The magazine’s success led to an animated feature, released in the summer of 1981, heralded by the beautiful Chris Achilléos promotional poster image, introducing us to Taarna, who has become the magazine’s unofficial mascot and most recognizable figure.
The film, like the magazine, was a series of animated shorts, an anthology of science fiction, and fantasy, with heavy dollops of violence, nudity, and heavy metal music. And like the magazine, it was beautiful to look at and occasionally made sense.
It opened to mixed reviews and modest success, leading to the less enchanting Heavy Metal 2000. Both have been restored and re-released in a fine box set from Sony Home Entertainment.

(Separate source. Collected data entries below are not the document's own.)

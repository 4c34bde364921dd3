//! Cache Key Derivation
//!
//! Keys are `<namespace>:<canonical JSON of the query shape>`. Object keys
//! are emitted in sorted order at every depth, so two shapes that differ
//! only in parameter order always produce the same key.

use serde::Serialize;
use serde_json::Value;

use crate::error::Result;

/// Builds the cache key for a query shape under `namespace`.
pub fn query_key<T: Serialize + ?Sized>(namespace: &str, shape: &T) -> Result<String> {
    let value = serde_json::to_value(shape)?;
    let mut key = String::with_capacity(namespace.len() + 32);
    key.push_str(namespace);
    key.push(':');
    write_canonical(&value, &mut key)?;
    Ok(key)
}

/// Writes `value` with object keys sorted, independent of the map
/// implementation serde_json was built with.
fn write_canonical(value: &Value, out: &mut String) -> Result<()> {
    match value {
        Value::Object(map) => {
            let mut fields: Vec<(&String, &Value)> = map.iter().collect();
            fields.sort_by(|a, b| a.0.cmp(b.0));

            out.push('{');
            for (i, (name, field)) in fields.into_iter().enumerate() {
                if i > 0 {
                    out.push(',');
                }
                out.push_str(&serde_json::to_string(name)?);
                out.push(':');
                write_canonical(field, out)?;
            }
            out.push('}');
        }
        Value::Array(items) => {
            out.push('[');
            for (i, item) in items.iter().enumerate() {
                if i > 0 {
                    out.push(',');
                }
                write_canonical(item, out)?;
            }
            out.push(']');
        }
        scalar => out.push_str(&serde_json::to_string(scalar)?),
    }
    Ok(())
}
//! Cache Store Module
//!
//! In-process key-value map with fixed TTL expiry and prefix deletion.

use std::collections::HashMap;

use crate::cache::CacheEntry;

// == Cache Store ==
/// In-process cache storage.
///
/// Not synchronized on its own; [`crate::cache::MemoryCache`] wraps it in a
/// lock so that every set and delete is atomic with respect to other calls.
#[derive(Debug, Default)]
pub struct CacheStore {
    /// Key-value storage
    entries: HashMap<String, CacheEntry>,
}

impl CacheStore {
    // == Constructor ==
    pub fn new() -> Self {
        Self::default()
    }

    // == Set ==
    /// Stores a value under `key` for `ttl_seconds`.
    ///
    /// An existing entry is overwritten unconditionally and its TTL reset.
    pub fn set(&mut self, key: String, value: String, ttl_seconds: u64) {
        self.entries.insert(key, CacheEntry::new(value, ttl_seconds));
    }

    // == Get ==
    /// Returns the value for `key` if present and not expired.
    ///
    /// Expired entries are removed on the way out, so a read past the TTL is
    /// indistinguishable from a read of a key that was never written.
    pub fn get(&mut self, key: &str) -> Option<String> {
        match self.entries.get(key) {
            Some(entry) if entry.is_expired() => {
                self.entries.remove(key);
                None
            }
            Some(entry) => Some(entry.value.clone()),
            None => None,
        }
    }

    // == Delete By Prefix ==
    /// Removes every entry whose key starts with `prefix`.
    ///
    /// Returns the number of entries removed, which may be zero.
    pub fn delete_by_prefix(&mut self, prefix: &str) -> usize {
        let before = self.entries.len();
        self.entries.retain(|key, _| !key.starts_with(prefix));
        before - self.entries.len()
    }

    // == Cleanup Expired ==
    /// Removes all expired entries from the cache.
    ///
    /// Returns the number of entries removed.
    pub fn cleanup_expired(&mut self) -> usize {
        let before = self.entries.len();
        self.entries.retain(|_, entry| !entry.is_expired());
        before - self.entries.len()
    }

    // == Length ==
    /// Returns the current number of entries, expired ones included until
    /// they are swept or read.
    pub fn len(&self) -> usize {
        self.entries.len()
    }

    // == Is Empty ==
    pub fn is_empty(&self) -> bool {
        self.entries.is_empty()
    }
}

// == Unit Tests ==
#[cfg(test)]
mod tests {
    use super::*;
    use std::thread::sleep;
    use std::time::Duration;

    #[test]
    fn test_store_new() {
        let store = CacheStore::new();
        assert_eq!(store.len(), 0);
        assert!(store.is_empty());
    }

    #[test]
    fn test_store_set_and_get() {
        let mut store = CacheStore::new();

        store.set("pets:{}".to_string(), "[]".to_string(), 3600);

        assert_eq!(store.get("pets:{}").as_deref(), Some("[]"));
        assert_eq!(store.len(), 1);
    }

    #[test]
    fn test_store_get_nonexistent() {
        let mut store = CacheStore::new();
        assert!(store.get("nonexistent").is_none());
    }

    #[test]
    fn test_store_overwrite_resets_value() {
        let mut store = CacheStore::new();

        store.set("k".to_string(), "v1".to_string(), 3600);
        store.set("k".to_string(), "v2".to_string(), 3600);

        assert_eq!(store.get("k").as_deref(), Some("v2"));
        assert_eq!(store.len(), 1);
    }

    #[test]
    fn test_store_ttl_expiration() {
        let mut store = CacheStore::new();

        store.set("pets:{}".to_string(), "[]".to_string(), 1);
        assert!(store.get("pets:{}").is_some());

        sleep(Duration::from_secs(2));

        assert!(store.get("pets:{}").is_none());
        // the expired read also evicts
        assert!(store.is_empty());
    }

    #[test]
    fn test_store_read_does_not_extend_ttl() {
        let mut store = CacheStore::new();

        store.set("k".to_string(), "v".to_string(), 1);
        sleep(Duration::from_millis(600));
        assert!(store.get("k").is_some());
        sleep(Duration::from_millis(600));

        assert!(store.get("k").is_none());
    }

    #[test]
    fn test_delete_by_prefix() {
        let mut store = CacheStore::new();

        store.set("pets:{}".to_string(), "[]".to_string(), 3600);
        store.set(r#"pets:{"type":"Cat"}"#.to_string(), "[]".to_string(), 3600);
        store.set("users:1".to_string(), "{}".to_string(), 3600);

        assert_eq!(store.delete_by_prefix("pets"), 2);
        assert_eq!(store.len(), 1);
        assert!(store.get("users:1").is_some());
    }

    #[test]
    fn test_delete_by_prefix_is_idempotent() {
        let mut store = CacheStore::new();

        store.set("pets:{}".to_string(), "[]".to_string(), 3600);

        assert_eq!(store.delete_by_prefix("pets"), 1);
        assert_eq!(store.delete_by_prefix("pets"), 0);
    }

    #[test]
    fn test_store_cleanup_expired() {
        let mut store = CacheStore::new();

        store.set("short".to_string(), "v".to_string(), 1);
        store.set("long".to_string(), "v".to_string(), 10);

        sleep(Duration::from_millis(1100));

        assert_eq!(store.cleanup_expired(), 1);
        assert_eq!(store.len(), 1);
        assert!(store.get("long").is_some());
    }
}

For the record, the film consists of:
“Soft Landing” adapted by Dan O’Bannon (Blue Thunder) and Thomas Warkentin (Star Trek comic strip), from their own story. This leads into “Grimaldi”, continuing the tale.

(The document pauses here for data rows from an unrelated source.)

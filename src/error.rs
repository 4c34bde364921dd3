//! Error types for the pet store server
//!
//! Provides unified error handling using thiserror.

use axum::{
    extract::rejection::{JsonRejection, QueryRejection},
    http::StatusCode,
    response::{IntoResponse, Response},
    Json,
};
use serde_json::json;
use thiserror::Error;
use tracing::error;

use crate::validation::FieldError;

// == App Error Enum ==
/// Unified error type for the pet store server.
#[derive(Error, Debug)]
pub enum AppError {
    /// Requested entity is absent
    #[error("{0}")]
    NotFound(String),

    /// Payload failed structural validation
    #[error("Validation failed: {} field error(s)", .0.len())]
    Validation(Vec<FieldError>),

    /// Request was well-formed but rejected (duplicate email, bad credentials)
    #[error("{0}")]
    BadRequest(String),

    /// No bearer token was presented
    #[error("{0}")]
    Unauthorized(String),

    /// Token invalid or role insufficient
    #[error("{0}")]
    Forbidden(String),

    /// Client exceeded its request budget
    #[error("{0}")]
    TooManyRequests(String),

    /// Cache collaborator failed
    #[error("Cache error: {0}")]
    Cache(String),

    /// Persistence collaborator failed
    #[error("Persistence error: {0}")]
    Persistence(String),

    /// Internal server error
    #[error("Internal error: {0}")]
    Internal(String),
}

impl AppError {
    /// HTTP status this error maps to.
    pub fn status(&self) -> StatusCode {
        match self {
            AppError::NotFound(_) => StatusCode::NOT_FOUND,
            AppError::Validation(_) | AppError::BadRequest(_) => StatusCode::BAD_REQUEST,
            AppError::Unauthorized(_) => StatusCode::UNAUTHORIZED,
            AppError::Forbidden(_) => StatusCode::FORBIDDEN,
            AppError::TooManyRequests(_) => StatusCode::TOO_MANY_REQUESTS,
            AppError::Cache(_) | AppError::Persistence(_) | AppError::Internal(_) => {
                StatusCode::INTERNAL_SERVER_ERROR
            }
        }
    }
}

// == IntoResponse Implementation ==
impl IntoResponse for AppError {
    fn into_response(self) -> Response {
        let status = self.status();

        if status.is_server_error() {
            error!(error = %self, "request failed on a collaborator");
        }

        let body = match self {
            AppError::Validation(errors) => json!({ "errors": errors }),
            AppError::Cache(_) | AppError::Persistence(_) | AppError::Internal(_) => {
                json!({ "message": "Server error" })
            }
            other => json!({ "message": other.to_string() }),
        };

        (status, Json(body)).into_response()
    }
}

impl From<JsonRejection> for AppError {
    fn from(rejection: JsonRejection) -> Self {
        AppError::Validation(vec![FieldError::new("body", rejection.body_text())])
    }
}

impl From<QueryRejection> for AppError {
    fn from(rejection: QueryRejection) -> Self {
        AppError::Validation(vec![FieldError::new("query", rejection.body_text())])
    }
}

impl From<serde_json::Error> for AppError {
    fn from(err: serde_json::Error) -> Self {
        AppError::Internal(format!("Serialization failed: {}", err))
    }
}

// == Result Type Alias ==
/// Convenience Result type for the pet store server.
pub type Result<T> = std::result::Result<T, AppError>;

#[cfg(test)]
mod tests {
    use super::*;

    async fn body_json(err: AppError) -> (StatusCode, serde_json::Value) {
        let response = err.into_response();
        let status = response.status();
        let bytes = axum::body::to_bytes(response.into_body(), usize::MAX)
            .await
            .unwrap();
        (status, serde_json::from_slice(&bytes).unwrap())
    }

    #[tokio::test]
    async fn test_not_found_maps_to_404() {
        let (status, body) = body_json(AppError::NotFound("Pet not found".into())).await;
        assert_eq!(status, StatusCode::NOT_FOUND);
        assert_eq!(body["message"], "Pet not found");
    }

    #[tokio::test]
    async fn test_collaborator_failures_hide_details() {
        let (status, body) = body_json(AppError::Cache("connection refused".into())).await;
        assert_eq!(status, StatusCode::INTERNAL_SERVER_ERROR);
        assert_eq!(body["message"], "Server error");

        let (status, _) = body_json(AppError::Persistence("gone".into())).await;
        assert_eq!(status, StatusCode::INTERNAL_SERVER_ERROR);
    }

    #[tokio::test]
    async fn test_validation_lists_field_errors() {
        let err = AppError::Validation(vec![FieldError::new("age", "too old")]);
        let (status, body) = body_json(err).await;
        assert_eq!(status, StatusCode::BAD_REQUEST);
        assert_eq!(body["errors"][0]["field"], "age");
        assert_eq!(body["errors"][0]["message"], "too old");
    }

    #[test]
    fn test_auth_statuses() {
        assert_eq!(
            AppError::Unauthorized("Token missing".into()).status(),
            StatusCode::UNAUTHORIZED
        );
        assert_eq!(
            AppError::Forbidden("Invalid token".into()).status(),
            StatusCode::FORBIDDEN
        );
    }
}
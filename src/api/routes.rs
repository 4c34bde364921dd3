//! API Routes
//!
//! Configures the Axum router with all pet store endpoints.

use axum::{
    extract::DefaultBodyLimit,
    middleware,
    routing::{get, post},
    Router,
};
use tower_http::{
    cors::{Any, CorsLayer},
    services::ServeDir,
    trace::TraceLayer,
};

use super::auth::{login_handler, register_handler};
use super::handlers::{
    create_pet, delete_pet, get_pet, health_handler, list_pets, stats_handler, update_pet,
    upload_images, AppState,
};
use super::rate_limit::rate_limit;

/// Request body ceiling; sized for five image uploads
const MAX_BODY_BYTES: usize = 25 * 1024 * 1024;

/// Creates the main router with all endpoints configured.
///
/// # Endpoints
/// - `POST /api/auth/register`, `POST /api/auth/login`
/// - `GET /api/pets` (cached), `POST /api/pets`
/// - `GET|PUT|PATCH|DELETE /api/pets/:id`
/// - `POST /api/pets/:id/upload`
/// - `GET /api/cache/stats`, `GET /health`
/// - `/uploads/*` static image files
///
/// # Middleware
/// - Rate limit: fixed window per client IP, 429 once exhausted
/// - CORS: Allows any origin
/// - Tracing: Logs all requests
pub fn create_router(state: AppState) -> Router {
    // Configure CORS middleware
    let cors = CorsLayer::new()
        .allow_origin(Any)
        .allow_methods(Any)
        .allow_headers(Any);

    let uploads = ServeDir::new(state.uploads.dir());

    Router::new()
        .route("/api/auth/register", post(register_handler))
        .route("/api/auth/login", post(login_handler))
        .route("/api/pets", get(list_pets).post(create_pet))
        .route(
            "/api/pets/:id",
            get(get_pet)
                .put(update_pet)
                .patch(update_pet)
                .delete(delete_pet),
        )
        .route("/api/pets/:id/upload", post(upload_images))
        .route("/api/cache/stats", get(stats_handler))
        .route("/health", get(health_handler))
        .nest_service("/uploads", uploads)
        .layer(middleware::from_fn_with_state(state.clone(), rate_limit))
        .layer(DefaultBodyLimit::max(MAX_BODY_BYTES))
        .layer(cors)
        .layer(TraceLayer::new_for_http())
        .with_state(state)
}
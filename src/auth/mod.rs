//! Auth Module
//!
//! Password hashing, stateless bearer tokens and the register/login flow.

mod password;
mod service;
mod token;

pub use password::{Argon2Hasher, PasswordHasher};
pub use service::AuthService;
pub use token::{Claims, TokenService};
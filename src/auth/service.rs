//! Registration and login

use std::sync::Arc;

use tracing::{debug, info};

use super::password::PasswordHasher;
use super::token::TokenService;
use crate::db::UserRepository;
use crate::error::{AppError, Result};
use crate::models::{LoginRequest, NewUser, RegisterRequest, UserSummary};

fn invalid_credentials() -> AppError {
    AppError::BadRequest("Invalid credentials".to_string())
}

/// Account operations over a [`UserRepository`].
pub struct AuthService {
    users: Arc<dyn UserRepository>,
    hasher: Arc<dyn PasswordHasher>,
    tokens: TokenService,
}

impl AuthService {
    pub fn new(
        users: Arc<dyn UserRepository>,
        hasher: Arc<dyn PasswordHasher>,
        tokens: TokenService,
    ) -> Self {
        Self {
            users,
            hasher,
            tokens,
        }
    }

    pub fn tokens(&self) -> &TokenService {
        &self.tokens
    }

    /// Creates an account. Duplicate emails are a bad request.
    pub async fn register(&self, request: RegisterRequest) -> Result<UserSummary> {
        if self.users.find_by_email(&request.email).await?.is_some() {
            return Err(AppError::BadRequest("Email already exists".to_string()));
        }

        let password_hash = self.hasher.hash(&request.password)?;
        let user = self
            .users
            .create(NewUser {
                email: request.email,
                password_hash,
                role: request.role,
            })
            .await?;

        info!(user_id = user.id, role = user.role.as_str(), "user registered");
        Ok(UserSummary::from(&user))
    }

    /// Verifies credentials and issues a token.
    ///
    /// Unknown email and wrong password produce the same error.
    pub async fn login(&self, request: LoginRequest) -> Result<String> {
        let Some(user) = self.users.find_by_email(&request.email).await? else {
            debug!("login for unknown email");
            return Err(invalid_credentials());
        };

        if !self.hasher.verify(&request.password, &user.password_hash) {
            debug!(user_id = user.id, "login with wrong password");
            return Err(invalid_credentials());
        }

        self.tokens.issue(user.id, user.role)
    }
}
//! Cache Entry Module
//!
//! Defines the structure for individual cache entries with TTL support.

use std::time::{Duration, Instant};

// == Cache Entry ==
/// A serialized value and the instant it stops being readable.
///
/// The TTL is fixed at write time. Reads never extend it.
#[derive(Debug, Clone)]
pub struct CacheEntry {
    /// The stored serialized value
    pub value: String,
    /// Expiration instant
    pub expires_at: Instant,
}

impl CacheEntry {
    // == Constructor ==
    /// Creates a new cache entry expiring `ttl_seconds` from now.
    pub fn new(value: String, ttl_seconds: u64) -> Self {
        Self {
            value,
            expires_at: Instant::now() + Duration::from_secs(ttl_seconds),
        }
    }

    // == Is Expired ==
    /// Checks if the entry has expired.
    ///
    /// Boundary condition: once the current instant reaches the expiration
    /// instant the entry is expired.
    pub fn is_expired(&self) -> bool {
        Instant::now() >= self.expires_at
    }
}
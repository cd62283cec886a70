//! Route Optimization Service
//!
//! Reorders the items of a single day into a greedy nearest-neighbor visiting
//! sequence. Distance is straight-line Euclidean over raw lat/lng degrees,
//! which matches the rough geometry the map view draws; no road network or
//! travel-time lookup is involved. The pass is deterministic: the walk starts
//! from whichever item the day currently lists first, and distance ties go to
//! the candidate with the lowest current position.

use crate::models::itinerary::ItineraryItem;

pub struct RouteOptimizer;

impl RouteOptimizer {
    /// Arrange one day's items into visiting order. The input must already be
    /// sorted by the day's current order; the output is the same items as a
    /// permutation. `order` fields are left alone, the itinerary manager
    /// renumbers after the pass.
    pub fn nearest_neighbor_order(items: Vec<ItineraryItem>) -> Vec<ItineraryItem> {
        if items.len() <= 1 {
            return items;
        }

        let mut remaining = items;
        let mut route: Vec<ItineraryItem> = Vec::with_capacity(remaining.len());
        route.push(remaining.remove(0));

        while !remaining.is_empty() {
            let current = (
                route[route.len() - 1].location.lat,
                route[route.len() - 1].location.lng,
            );

            let mut nearest_idx = 0;
            let mut nearest_dist = f64::INFINITY;
            for (idx, candidate) in remaining.iter().enumerate() {
                let dist = Self::flat_distance(
                    current,
                    (candidate.location.lat, candidate.location.lng),
                );
                // Strict comparison keeps the first (lowest-index) candidate on ties.
                if dist < nearest_dist {
                    nearest_dist = dist;
                    nearest_idx = idx;
                }
            }

            route.push(remaining.remove(nearest_idx));
        }

        route
    }

    fn flat_distance(from: (f64, f64), to: (f64, f64)) -> f64 {
        let d_lat = from.0 - to.0;
        let d_lng = from.1 - to.1;
        (d_lat * d_lat + d_lng * d_lng).sqrt()
    }
}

“Harry Canyon” is adapted from Moebius’ The Long Tomorrow by Daniel Goldberg and Len Blum, with music from Blue Öyster Cult, Donald Fagen, Stevie Nicks, Journey, and Riggs.

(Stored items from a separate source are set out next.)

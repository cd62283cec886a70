use chrono::{DateTime, Utc};
use serde::{Deserialize, Serialize};
use uuid::Uuid;

use crate::models::location::Location;

#[derive(Debug, Clone, Copy, PartialEq, Eq, Deserialize, Serialize)]
pub enum ItemKind {
    #[serde(rename = "attraction")]
    Attraction,
    #[serde(rename = "restaurant")]
    Restaurant,
    #[serde(rename = "hotel")]
    Hotel,
    #[serde(rename = "transport")]
    Transport,
    #[serde(rename = "other")]
    Other,
}

impl ItemKind {
    /// Best-effort mapping from a free-text activity category (as emitted by
    /// the recommendation provider) onto a display kind.
    pub fn from_category(category: &str) -> Self {
        let lowered = category.to_lowercase();
        if lowered.contains("hotel") || lowered.contains("lodging") || lowered.contains("accommodation") {
            ItemKind::Hotel
        } else if lowered.contains("restaurant") || lowered.contains("food") || lowered.contains("dining") {
            ItemKind::Restaurant
        } else if lowered.contains("transport") || lowered.contains("transfer") || lowered.contains("flight") {
            ItemKind::Transport
        } else if lowered.contains("attraction") || lowered.contains("sightseeing") || lowered.contains("tour") {
            ItemKind::Attraction
        } else {
            ItemKind::Other
        }
    }
}

/// One expense recorded against an itinerary item.
#[derive(Debug, Clone, Deserialize, Serialize)]
pub struct ItemExpense {
    pub id: Uuid,
    pub description: String,
    pub amount: f64,
    pub paid_by: String,
    pub date: DateTime<Utc>,
}

/// A scheduled entry on one day of a trip. Items are embedded in their trip
/// document; `order` is the 0-based position within the item's day.
#[derive(Debug, Clone, Deserialize, Serialize)]
pub struct ItineraryItem {
    pub id: Uuid,
    pub trip_id: String,
    pub day: u32,
    #[serde(rename = "type")]
    pub kind: ItemKind,
    pub name: String,
    #[serde(default)]
    pub description: String,
    pub location: Location,
    #[serde(skip_serializing_if = "Option::is_none")]
    pub start_time: Option<String>,
    #[serde(skip_serializing_if = "Option::is_none")]
    pub end_time: Option<String>,
    pub order: u32,
    #[serde(default)]
    pub expenses: Vec<ItemExpense>,
}

impl ItineraryItem {
    pub fn expense_total(&self) -> f64 {
        self.expenses.iter().map(|e| e.amount).sum()
    }
}

/// Client-supplied fields for creating or editing an item. Day and order are
/// never taken from here; placement is decided by the itinerary manager.
#[derive(Debug, Clone, Deserialize, Serialize)]
pub struct ItemDraft {
    #[serde(rename = "type")]
    pub kind: ItemKind,
    pub name: String,
    #[serde(default)]
    pub description: String,
    pub location: Location,
    #[serde(skip_serializing_if = "Option::is_none")]
    pub start_time: Option<String>,
    #[serde(skip_serializing_if = "Option::is_none")]
    pub end_time: Option<String>,
}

Richard Corben’s classic “Den” is brought to life here and is one of the best looking segments of the film. John Candy is surprisingly good providing Den’s voice.
Bernie Wrightson’s “Captain Sternn” follows in an original story after the hero debuted in the magazine a year earlier. Young Eugene Levy voices Captain Lincoln F. Sternn and John Vernon is his Prosecutor.
“B-17” is an original from O’Bannon with music from Don Felder.
Angus McKie adapts his own “So Beautiful & So Dangerous” with vocal work from Candy, Levy, and Harold Ramis. Music here comes from Grand Funk Railroad, Cheap Trick, Nazareth, Fleder, Trust, and Sammy Hagar.
“Taarna” closes out the film, adapted from Moebius’ Arzach by Daniel Goldberg and Len Blum. This sword and sorcery/SF tale is accompanied by music from Black Sabbath and Devo.
The film is loosely connected by an orb called Loc-Nar (voiced by the stentorian Percy Rodriguez) and it sort of works as does the entire movie. The uneven quality is a result of multiple animation houses simultaneously working on the film and there’s even one sequence that was cut because of time constraints.
It’s a time capsule of story and music so worth a look in that regard. The magazine’s heyday was over within a few years of the film’s release and it wasn’t until two years ago it regained any notoriety thanks to new management. (Ful disclosure, CEO Matt Medney and I co-wrote a novel coming out in October.)
The film has been lovingly restored in both 4k Ultra HD and Blu-ray. The animation is crisp, the color palette subtle and bold where it needs to be. This is one of the better-animated transfers I have seen. Accompanied by the swell Dolby Atmos soundtrack, every electric guitar thrum and synthesizer is nicely balanced with the effects and dialogue.
The combo pack comes with Heavy Metal in both 4k and Blu-ray and just a Blu-ray of Heavy Metal 2000. The special features from the previous Blu-ray release remain intact with the addition of Heavy Metal: A Look Back (9:20) as producers Ivan Reitman and Norman Reedus, geek Kevin Smith, actress Ebony Jeanette, screenwriter Matthew Klickstein, and HM CEO Matthew Medney chat it up. The other features include: Heavy Metal: Feature Length Rough Cut (1:30:21); Deleted Scenes (8:42); and, Imagining Heavy Metal (35:39).